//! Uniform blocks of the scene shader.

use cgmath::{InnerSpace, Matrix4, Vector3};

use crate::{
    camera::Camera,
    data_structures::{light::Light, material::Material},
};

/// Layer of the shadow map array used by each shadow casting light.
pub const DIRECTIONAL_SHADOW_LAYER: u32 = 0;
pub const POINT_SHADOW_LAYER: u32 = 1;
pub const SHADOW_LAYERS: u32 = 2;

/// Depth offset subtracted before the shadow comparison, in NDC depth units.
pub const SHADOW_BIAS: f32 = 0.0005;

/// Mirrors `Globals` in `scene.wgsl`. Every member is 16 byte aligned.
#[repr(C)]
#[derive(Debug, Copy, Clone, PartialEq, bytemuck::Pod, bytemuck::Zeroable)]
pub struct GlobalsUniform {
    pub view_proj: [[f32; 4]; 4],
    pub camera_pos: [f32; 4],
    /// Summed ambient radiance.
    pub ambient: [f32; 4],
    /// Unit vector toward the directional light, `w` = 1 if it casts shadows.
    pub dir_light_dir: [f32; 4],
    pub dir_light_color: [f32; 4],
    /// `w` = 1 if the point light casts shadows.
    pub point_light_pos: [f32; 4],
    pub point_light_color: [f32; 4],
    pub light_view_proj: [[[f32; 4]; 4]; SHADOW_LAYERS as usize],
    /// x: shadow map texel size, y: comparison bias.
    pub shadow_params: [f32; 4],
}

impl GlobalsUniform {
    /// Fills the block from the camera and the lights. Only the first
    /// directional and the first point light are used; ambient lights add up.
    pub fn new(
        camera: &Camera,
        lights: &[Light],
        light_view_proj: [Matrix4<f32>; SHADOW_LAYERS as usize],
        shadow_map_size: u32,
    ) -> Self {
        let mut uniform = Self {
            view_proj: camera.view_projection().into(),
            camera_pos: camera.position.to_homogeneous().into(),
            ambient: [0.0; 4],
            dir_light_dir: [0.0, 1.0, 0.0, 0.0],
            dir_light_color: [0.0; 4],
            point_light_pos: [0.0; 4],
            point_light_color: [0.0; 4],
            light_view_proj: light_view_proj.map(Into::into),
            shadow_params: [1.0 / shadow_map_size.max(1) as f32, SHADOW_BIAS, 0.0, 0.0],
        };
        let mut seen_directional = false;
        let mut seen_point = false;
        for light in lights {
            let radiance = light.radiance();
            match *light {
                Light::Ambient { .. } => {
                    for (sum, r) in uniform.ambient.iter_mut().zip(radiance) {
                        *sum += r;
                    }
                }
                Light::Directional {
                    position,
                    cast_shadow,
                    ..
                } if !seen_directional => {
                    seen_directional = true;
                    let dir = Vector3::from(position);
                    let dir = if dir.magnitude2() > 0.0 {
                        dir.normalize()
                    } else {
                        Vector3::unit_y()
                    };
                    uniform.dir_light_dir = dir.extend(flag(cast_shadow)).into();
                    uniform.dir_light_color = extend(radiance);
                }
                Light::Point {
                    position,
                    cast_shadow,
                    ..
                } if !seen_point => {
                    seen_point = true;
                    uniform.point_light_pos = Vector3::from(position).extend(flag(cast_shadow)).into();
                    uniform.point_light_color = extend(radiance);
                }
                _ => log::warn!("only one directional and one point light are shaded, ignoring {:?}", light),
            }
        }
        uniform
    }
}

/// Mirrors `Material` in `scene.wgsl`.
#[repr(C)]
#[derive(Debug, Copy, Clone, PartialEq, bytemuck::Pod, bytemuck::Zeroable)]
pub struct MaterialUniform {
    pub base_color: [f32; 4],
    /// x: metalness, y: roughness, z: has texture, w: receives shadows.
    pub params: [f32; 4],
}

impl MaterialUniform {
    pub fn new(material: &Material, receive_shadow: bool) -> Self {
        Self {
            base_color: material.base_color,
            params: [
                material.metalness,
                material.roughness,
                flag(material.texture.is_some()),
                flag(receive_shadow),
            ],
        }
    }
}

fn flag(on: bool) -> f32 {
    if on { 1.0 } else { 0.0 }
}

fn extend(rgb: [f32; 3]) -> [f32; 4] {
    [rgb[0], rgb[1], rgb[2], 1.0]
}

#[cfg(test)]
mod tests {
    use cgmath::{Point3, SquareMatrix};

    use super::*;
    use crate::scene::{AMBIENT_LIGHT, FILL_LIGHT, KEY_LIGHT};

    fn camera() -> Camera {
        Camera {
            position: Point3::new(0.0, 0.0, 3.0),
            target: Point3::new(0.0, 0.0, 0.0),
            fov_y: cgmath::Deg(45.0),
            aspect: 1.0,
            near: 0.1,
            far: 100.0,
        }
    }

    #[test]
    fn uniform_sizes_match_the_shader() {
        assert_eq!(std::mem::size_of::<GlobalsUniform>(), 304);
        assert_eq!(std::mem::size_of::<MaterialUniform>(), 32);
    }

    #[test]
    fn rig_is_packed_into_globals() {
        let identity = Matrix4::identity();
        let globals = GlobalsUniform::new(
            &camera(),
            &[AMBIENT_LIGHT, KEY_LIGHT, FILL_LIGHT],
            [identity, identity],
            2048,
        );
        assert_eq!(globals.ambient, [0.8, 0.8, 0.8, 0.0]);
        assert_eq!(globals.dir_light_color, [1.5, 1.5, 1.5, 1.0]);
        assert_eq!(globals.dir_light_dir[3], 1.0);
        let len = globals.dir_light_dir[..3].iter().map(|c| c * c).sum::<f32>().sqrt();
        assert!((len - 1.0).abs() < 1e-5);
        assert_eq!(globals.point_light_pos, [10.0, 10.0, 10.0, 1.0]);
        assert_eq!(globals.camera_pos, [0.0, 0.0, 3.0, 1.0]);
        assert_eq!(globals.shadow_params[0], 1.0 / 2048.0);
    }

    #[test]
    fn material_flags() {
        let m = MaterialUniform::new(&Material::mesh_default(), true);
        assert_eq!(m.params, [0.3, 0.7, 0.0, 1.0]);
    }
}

==

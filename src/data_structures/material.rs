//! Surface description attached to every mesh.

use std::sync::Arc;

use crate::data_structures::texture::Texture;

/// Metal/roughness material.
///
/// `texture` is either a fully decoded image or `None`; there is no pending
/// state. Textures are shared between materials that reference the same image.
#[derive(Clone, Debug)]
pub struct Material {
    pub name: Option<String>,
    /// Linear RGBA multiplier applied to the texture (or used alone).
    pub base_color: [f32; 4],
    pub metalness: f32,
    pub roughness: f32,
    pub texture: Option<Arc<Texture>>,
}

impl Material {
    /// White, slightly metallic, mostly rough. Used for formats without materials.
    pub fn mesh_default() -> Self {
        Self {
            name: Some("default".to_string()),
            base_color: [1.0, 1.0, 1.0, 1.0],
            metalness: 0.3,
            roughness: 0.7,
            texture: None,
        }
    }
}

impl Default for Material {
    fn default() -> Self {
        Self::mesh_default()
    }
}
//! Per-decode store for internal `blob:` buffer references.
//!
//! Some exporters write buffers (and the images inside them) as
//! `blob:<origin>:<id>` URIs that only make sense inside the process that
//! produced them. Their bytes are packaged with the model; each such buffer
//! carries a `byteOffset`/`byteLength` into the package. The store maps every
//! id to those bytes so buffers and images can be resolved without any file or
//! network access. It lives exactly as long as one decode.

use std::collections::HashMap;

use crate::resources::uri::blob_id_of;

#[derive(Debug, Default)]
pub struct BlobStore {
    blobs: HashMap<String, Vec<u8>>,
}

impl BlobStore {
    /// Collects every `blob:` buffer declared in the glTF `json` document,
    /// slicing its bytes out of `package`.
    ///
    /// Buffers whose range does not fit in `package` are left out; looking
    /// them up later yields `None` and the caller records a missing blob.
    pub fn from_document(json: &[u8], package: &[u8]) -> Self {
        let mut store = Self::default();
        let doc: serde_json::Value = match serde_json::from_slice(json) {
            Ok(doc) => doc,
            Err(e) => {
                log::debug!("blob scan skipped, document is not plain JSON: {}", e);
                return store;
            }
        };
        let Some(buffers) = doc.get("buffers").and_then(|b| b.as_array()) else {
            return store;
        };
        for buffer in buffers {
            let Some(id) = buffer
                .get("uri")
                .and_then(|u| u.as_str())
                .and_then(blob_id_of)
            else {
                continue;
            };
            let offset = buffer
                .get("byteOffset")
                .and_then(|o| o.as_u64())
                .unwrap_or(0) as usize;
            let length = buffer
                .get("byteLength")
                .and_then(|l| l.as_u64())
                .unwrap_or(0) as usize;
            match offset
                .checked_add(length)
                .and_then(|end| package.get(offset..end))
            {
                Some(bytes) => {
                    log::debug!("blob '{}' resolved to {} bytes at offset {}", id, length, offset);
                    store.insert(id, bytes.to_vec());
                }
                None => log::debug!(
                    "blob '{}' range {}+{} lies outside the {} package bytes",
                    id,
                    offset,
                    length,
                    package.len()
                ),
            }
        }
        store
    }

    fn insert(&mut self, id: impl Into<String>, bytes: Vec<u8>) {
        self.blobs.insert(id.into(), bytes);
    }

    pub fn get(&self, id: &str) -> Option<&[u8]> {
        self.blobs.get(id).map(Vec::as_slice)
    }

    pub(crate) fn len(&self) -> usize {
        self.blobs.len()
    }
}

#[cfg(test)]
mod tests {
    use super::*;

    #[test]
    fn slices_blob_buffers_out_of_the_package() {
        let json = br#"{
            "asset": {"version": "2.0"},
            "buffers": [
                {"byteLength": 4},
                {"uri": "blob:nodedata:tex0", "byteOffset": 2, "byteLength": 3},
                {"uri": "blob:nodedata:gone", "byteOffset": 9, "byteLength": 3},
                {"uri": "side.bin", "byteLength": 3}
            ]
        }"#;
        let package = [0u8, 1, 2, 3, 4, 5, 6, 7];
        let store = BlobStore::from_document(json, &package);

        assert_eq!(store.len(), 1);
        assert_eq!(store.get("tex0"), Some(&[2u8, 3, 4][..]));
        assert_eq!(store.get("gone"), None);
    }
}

- [Your task]: Once you have read through the entries above, state how many lines hold the word "bytes", giving nothing but the number.

- [Solution to this task]: 9